**Supplied data:**
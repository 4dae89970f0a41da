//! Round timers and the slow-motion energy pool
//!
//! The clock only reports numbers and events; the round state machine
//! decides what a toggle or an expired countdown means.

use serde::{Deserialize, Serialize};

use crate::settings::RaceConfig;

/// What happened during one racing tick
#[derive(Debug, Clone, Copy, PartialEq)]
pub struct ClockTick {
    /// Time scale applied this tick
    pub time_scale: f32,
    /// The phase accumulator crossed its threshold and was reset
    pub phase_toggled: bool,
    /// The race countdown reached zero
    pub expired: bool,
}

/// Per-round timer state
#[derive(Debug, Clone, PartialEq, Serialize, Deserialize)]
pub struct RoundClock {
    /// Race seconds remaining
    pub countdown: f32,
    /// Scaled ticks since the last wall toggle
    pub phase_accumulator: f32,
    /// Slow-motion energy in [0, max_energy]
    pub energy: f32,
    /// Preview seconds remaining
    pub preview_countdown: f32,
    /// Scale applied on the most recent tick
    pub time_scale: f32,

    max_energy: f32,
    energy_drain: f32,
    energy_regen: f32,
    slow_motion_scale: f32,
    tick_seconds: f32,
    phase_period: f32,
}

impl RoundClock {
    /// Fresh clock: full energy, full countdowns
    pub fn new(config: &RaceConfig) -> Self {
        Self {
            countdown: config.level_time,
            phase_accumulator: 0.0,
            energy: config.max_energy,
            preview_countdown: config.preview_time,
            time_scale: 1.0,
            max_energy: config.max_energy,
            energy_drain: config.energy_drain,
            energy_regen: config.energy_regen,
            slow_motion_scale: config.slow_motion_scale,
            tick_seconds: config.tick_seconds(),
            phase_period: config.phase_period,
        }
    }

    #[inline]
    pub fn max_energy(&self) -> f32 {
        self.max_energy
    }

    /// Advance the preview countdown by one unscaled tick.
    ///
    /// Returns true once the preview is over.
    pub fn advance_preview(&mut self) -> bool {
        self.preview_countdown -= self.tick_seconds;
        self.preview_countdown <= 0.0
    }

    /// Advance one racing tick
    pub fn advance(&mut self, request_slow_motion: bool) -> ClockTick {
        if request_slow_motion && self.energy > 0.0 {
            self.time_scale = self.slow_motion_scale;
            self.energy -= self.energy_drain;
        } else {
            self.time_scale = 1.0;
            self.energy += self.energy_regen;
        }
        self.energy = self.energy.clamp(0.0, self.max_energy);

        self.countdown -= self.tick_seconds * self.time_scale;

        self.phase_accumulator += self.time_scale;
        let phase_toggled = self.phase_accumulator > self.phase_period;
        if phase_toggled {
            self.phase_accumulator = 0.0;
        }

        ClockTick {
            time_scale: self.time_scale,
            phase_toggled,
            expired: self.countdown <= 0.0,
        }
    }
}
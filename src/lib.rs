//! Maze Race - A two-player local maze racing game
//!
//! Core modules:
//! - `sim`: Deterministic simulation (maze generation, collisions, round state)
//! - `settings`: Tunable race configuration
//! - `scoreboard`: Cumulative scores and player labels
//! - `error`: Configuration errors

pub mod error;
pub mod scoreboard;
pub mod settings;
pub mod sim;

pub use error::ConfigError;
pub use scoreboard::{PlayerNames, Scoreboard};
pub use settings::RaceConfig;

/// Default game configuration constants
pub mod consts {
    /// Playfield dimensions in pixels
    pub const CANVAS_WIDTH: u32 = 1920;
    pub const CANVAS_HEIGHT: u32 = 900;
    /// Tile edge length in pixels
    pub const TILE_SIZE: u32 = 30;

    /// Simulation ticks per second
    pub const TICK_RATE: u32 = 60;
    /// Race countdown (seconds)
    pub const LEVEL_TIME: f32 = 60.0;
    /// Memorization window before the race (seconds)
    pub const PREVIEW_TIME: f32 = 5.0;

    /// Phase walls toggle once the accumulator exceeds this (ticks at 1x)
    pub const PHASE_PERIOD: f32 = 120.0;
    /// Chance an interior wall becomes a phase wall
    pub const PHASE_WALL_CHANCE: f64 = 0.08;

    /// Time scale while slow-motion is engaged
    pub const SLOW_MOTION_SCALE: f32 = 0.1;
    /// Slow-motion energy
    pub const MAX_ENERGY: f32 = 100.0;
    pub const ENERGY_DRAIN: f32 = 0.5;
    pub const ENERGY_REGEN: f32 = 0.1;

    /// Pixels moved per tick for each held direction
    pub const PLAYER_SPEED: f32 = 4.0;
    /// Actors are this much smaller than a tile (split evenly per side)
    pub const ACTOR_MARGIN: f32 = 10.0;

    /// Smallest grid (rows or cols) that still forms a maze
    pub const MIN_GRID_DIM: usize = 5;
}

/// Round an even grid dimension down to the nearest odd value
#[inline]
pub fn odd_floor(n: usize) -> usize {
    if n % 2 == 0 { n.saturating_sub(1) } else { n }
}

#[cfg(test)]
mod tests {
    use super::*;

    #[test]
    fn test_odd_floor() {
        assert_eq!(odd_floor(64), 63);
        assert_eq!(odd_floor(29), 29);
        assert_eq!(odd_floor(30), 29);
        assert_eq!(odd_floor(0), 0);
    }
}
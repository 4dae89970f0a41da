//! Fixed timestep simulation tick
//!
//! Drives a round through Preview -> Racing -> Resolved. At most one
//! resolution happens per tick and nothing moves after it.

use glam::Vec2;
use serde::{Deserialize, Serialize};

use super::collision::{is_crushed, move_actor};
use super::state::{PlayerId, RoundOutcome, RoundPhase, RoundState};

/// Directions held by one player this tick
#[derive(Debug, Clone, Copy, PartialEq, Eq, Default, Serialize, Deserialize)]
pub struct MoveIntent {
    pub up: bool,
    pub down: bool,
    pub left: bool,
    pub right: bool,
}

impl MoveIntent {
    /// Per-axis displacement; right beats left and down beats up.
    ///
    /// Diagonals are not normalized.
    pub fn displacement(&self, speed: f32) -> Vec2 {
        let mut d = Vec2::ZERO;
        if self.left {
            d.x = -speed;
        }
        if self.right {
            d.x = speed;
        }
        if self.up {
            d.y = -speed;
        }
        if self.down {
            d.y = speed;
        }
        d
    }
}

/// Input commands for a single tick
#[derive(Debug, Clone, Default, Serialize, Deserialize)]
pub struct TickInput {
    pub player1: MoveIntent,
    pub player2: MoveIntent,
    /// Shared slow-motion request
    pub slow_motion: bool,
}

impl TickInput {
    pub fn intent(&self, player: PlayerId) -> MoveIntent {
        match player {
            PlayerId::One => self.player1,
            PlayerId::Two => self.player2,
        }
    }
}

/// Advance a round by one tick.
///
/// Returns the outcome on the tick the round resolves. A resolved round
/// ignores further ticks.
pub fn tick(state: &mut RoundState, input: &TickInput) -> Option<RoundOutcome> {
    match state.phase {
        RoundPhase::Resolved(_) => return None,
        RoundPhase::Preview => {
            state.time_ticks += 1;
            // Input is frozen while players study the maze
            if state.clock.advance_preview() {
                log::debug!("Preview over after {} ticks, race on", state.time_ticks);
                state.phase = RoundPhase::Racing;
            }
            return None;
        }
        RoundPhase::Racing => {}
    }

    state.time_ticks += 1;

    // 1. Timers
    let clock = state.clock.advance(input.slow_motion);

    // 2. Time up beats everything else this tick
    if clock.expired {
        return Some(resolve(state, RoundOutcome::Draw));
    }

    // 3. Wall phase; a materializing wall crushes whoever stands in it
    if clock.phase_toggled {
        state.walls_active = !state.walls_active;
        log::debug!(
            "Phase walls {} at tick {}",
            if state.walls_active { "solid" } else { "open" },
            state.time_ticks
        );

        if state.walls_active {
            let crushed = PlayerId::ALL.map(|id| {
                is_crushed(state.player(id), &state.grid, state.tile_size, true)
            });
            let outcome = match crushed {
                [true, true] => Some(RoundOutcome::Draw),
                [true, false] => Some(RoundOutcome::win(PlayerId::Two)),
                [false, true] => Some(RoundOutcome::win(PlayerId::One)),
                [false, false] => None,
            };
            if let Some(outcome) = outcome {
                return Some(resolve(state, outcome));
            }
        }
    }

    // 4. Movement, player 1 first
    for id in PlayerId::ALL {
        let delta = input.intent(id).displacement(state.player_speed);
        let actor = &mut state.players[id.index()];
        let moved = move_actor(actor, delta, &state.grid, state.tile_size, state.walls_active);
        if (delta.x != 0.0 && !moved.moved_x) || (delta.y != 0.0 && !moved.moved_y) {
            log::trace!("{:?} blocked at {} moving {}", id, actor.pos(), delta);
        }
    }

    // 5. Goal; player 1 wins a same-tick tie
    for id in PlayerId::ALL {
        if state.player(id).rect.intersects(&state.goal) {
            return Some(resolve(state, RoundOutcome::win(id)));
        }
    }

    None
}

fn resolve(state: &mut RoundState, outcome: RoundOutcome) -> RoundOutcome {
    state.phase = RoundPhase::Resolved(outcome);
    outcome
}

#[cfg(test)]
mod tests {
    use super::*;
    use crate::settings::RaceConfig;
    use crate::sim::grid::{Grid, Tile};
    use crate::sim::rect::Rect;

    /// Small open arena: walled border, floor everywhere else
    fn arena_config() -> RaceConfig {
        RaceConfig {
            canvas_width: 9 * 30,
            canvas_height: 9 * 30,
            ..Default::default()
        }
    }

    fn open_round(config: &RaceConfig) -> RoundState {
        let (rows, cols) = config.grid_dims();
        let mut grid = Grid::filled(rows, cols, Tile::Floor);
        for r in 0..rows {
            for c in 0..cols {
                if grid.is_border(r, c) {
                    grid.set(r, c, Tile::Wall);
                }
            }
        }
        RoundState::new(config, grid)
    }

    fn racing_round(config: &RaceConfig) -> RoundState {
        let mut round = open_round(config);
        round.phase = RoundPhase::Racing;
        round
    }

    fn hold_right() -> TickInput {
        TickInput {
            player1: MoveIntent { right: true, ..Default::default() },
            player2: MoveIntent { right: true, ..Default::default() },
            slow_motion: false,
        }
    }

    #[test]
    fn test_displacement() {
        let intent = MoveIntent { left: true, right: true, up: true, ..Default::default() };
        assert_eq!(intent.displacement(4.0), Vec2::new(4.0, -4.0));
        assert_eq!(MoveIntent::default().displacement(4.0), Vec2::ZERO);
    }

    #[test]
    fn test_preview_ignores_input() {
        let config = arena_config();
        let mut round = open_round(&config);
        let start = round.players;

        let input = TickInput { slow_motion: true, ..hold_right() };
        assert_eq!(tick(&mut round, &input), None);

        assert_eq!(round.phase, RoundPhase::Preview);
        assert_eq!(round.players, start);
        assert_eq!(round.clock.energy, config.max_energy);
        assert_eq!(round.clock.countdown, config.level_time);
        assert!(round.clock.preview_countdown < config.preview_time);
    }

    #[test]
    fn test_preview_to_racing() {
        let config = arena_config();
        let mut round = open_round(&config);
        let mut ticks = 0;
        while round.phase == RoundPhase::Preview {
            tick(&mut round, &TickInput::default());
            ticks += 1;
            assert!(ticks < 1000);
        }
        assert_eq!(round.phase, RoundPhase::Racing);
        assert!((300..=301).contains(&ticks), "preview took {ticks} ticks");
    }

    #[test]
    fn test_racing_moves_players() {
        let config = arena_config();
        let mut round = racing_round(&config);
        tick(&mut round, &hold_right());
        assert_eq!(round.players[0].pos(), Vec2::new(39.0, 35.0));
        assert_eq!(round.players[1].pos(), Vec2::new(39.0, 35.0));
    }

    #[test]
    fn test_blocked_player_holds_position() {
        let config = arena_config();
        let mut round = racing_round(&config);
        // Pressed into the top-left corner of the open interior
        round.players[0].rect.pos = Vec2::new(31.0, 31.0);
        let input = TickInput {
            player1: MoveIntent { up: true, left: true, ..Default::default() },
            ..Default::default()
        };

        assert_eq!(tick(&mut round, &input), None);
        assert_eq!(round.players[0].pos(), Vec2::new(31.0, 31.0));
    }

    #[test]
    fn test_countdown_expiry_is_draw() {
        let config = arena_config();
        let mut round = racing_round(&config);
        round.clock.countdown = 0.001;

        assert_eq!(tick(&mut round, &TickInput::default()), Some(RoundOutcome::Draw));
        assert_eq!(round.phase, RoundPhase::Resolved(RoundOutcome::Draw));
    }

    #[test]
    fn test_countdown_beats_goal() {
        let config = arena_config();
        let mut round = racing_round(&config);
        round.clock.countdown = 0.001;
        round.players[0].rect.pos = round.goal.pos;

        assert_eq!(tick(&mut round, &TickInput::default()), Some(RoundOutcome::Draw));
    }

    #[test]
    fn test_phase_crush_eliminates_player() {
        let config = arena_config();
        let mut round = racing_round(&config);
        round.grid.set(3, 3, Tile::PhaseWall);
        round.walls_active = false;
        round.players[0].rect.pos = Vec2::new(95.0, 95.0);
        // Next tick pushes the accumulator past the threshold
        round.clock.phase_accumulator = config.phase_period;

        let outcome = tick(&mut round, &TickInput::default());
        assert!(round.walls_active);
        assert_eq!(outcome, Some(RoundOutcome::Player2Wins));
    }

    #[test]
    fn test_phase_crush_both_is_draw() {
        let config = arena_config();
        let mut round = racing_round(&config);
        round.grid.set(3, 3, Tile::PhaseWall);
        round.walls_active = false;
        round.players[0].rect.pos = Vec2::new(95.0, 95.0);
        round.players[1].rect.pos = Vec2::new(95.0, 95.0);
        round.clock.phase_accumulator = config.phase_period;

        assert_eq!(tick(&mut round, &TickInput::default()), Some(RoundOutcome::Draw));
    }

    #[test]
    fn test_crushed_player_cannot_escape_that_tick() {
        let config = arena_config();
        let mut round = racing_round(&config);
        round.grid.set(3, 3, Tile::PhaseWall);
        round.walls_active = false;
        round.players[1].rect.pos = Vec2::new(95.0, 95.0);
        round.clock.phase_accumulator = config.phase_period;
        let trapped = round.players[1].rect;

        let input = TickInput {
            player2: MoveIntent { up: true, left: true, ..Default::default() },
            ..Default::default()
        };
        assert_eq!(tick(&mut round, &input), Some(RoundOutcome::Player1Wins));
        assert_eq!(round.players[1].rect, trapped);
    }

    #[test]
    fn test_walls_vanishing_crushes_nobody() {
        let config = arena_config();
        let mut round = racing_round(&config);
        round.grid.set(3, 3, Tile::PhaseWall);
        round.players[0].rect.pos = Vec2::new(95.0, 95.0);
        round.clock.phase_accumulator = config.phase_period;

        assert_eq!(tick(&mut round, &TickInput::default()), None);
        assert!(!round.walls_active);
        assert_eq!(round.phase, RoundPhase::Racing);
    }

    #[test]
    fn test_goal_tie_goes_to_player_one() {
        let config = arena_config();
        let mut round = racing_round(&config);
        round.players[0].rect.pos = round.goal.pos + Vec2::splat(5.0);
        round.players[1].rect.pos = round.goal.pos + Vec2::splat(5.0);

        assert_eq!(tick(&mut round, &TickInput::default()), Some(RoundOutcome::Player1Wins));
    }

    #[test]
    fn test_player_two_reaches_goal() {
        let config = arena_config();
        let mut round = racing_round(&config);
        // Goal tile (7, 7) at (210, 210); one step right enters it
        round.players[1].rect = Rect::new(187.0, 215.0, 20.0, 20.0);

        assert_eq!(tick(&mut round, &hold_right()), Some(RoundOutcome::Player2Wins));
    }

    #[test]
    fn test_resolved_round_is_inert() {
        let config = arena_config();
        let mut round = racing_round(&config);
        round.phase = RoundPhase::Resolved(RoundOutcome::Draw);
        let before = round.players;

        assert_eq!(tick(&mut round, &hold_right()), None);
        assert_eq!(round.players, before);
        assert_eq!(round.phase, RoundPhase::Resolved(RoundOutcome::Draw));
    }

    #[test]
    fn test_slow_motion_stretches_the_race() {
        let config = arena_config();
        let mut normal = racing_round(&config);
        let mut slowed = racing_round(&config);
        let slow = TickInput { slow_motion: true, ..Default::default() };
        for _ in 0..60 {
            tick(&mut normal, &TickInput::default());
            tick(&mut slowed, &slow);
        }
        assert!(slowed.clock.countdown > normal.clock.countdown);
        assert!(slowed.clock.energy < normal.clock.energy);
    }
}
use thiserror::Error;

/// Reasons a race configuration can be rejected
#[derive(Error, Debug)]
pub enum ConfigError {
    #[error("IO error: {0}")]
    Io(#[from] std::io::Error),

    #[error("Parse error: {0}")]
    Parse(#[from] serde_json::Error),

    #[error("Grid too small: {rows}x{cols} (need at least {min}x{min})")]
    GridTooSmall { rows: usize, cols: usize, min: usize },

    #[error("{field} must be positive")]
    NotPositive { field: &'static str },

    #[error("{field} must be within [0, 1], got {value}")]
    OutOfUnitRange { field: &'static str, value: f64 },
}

--

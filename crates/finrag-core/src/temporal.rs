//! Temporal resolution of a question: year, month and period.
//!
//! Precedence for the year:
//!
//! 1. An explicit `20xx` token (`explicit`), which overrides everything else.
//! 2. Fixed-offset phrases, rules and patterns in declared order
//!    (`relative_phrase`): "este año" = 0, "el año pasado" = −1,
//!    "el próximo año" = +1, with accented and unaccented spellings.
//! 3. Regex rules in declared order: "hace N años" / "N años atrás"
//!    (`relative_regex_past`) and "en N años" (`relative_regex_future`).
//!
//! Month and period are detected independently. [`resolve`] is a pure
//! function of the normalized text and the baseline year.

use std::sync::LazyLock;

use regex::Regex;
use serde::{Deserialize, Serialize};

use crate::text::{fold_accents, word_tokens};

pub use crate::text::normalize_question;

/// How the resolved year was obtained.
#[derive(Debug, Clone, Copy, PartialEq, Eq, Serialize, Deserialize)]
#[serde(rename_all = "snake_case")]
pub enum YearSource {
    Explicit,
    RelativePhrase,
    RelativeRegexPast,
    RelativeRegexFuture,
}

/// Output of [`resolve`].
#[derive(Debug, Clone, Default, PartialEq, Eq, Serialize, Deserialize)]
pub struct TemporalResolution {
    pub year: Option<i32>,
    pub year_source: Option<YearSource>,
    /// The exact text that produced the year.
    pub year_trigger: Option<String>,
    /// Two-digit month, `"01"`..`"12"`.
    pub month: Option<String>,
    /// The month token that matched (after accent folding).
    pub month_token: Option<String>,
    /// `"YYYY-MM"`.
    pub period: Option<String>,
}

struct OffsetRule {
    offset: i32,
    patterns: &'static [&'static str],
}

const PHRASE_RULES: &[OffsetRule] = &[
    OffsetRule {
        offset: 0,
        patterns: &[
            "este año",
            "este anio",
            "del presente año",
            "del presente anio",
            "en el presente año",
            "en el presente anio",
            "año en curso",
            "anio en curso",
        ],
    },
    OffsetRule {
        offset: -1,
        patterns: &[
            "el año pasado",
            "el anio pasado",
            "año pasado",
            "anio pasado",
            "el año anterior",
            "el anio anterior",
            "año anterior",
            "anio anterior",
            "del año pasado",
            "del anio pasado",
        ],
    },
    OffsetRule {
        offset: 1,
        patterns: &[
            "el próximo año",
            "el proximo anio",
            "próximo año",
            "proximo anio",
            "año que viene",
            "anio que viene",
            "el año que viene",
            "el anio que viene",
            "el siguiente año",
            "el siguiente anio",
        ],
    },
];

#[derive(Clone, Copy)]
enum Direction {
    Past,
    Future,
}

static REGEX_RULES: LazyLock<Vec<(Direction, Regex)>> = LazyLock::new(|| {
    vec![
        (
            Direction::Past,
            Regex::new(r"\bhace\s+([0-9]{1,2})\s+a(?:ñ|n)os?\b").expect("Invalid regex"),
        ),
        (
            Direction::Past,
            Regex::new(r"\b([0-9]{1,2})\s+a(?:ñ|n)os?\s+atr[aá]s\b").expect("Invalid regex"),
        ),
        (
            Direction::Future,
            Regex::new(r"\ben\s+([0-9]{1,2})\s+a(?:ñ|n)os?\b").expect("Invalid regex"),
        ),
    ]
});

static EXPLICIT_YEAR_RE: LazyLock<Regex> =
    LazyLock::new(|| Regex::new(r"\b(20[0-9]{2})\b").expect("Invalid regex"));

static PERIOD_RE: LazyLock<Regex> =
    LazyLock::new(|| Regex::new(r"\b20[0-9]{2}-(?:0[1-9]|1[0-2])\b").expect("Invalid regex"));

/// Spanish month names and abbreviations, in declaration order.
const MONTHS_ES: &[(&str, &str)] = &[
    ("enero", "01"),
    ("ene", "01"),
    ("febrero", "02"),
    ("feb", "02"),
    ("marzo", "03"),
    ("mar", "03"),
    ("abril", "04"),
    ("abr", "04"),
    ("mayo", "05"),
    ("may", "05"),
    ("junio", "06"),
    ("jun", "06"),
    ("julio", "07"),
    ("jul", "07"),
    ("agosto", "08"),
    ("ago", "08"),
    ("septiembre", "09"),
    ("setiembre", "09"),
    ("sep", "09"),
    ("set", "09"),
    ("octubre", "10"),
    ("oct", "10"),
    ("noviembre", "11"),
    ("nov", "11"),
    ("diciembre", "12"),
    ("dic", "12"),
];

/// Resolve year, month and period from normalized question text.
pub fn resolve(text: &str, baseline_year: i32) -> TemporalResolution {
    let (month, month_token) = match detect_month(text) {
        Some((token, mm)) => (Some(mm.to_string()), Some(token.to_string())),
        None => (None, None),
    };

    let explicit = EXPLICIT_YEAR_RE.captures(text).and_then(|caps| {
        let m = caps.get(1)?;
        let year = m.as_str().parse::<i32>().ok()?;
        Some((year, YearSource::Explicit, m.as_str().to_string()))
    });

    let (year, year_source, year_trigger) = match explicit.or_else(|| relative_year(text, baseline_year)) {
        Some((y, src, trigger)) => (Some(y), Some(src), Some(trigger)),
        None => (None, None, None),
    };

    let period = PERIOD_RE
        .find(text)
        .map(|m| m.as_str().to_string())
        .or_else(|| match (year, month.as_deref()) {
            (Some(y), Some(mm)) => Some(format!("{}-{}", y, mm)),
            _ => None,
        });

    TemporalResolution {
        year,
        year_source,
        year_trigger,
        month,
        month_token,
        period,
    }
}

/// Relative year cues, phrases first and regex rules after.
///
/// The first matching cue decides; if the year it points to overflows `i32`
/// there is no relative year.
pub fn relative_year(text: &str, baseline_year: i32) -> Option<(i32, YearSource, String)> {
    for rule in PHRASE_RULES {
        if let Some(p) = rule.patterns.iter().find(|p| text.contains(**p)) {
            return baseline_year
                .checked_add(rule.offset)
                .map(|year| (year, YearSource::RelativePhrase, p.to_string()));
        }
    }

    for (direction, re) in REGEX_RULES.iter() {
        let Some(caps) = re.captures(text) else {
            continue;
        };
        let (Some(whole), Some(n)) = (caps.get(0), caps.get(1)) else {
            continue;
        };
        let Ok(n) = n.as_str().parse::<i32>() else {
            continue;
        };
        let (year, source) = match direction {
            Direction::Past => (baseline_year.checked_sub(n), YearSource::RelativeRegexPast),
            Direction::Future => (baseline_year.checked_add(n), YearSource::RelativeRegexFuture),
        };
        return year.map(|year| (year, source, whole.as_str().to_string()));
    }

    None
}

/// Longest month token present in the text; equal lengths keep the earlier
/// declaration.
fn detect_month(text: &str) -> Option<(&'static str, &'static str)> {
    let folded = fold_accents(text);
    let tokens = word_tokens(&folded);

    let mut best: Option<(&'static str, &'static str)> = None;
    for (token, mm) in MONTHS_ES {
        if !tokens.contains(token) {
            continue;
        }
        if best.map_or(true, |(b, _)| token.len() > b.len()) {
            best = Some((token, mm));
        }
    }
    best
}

**Assignment:** Considering only the material above, set down every line from the one with "pub const ENERGY_DRAIN: f32 = 0.5;" to the one with "evenly per side)", inclusive, exactly as written.

**Response to the task:**
    pub const ENERGY_DRAIN: f32 = 0.5;
    pub const ENERGY_REGEN: f32 = 0.1;

    /// Pixels moved per tick for each held direction
    pub const PLAYER_SPEED: f32 = 4.0;
    /// Actors are this much smaller than a tile (split evenly per side)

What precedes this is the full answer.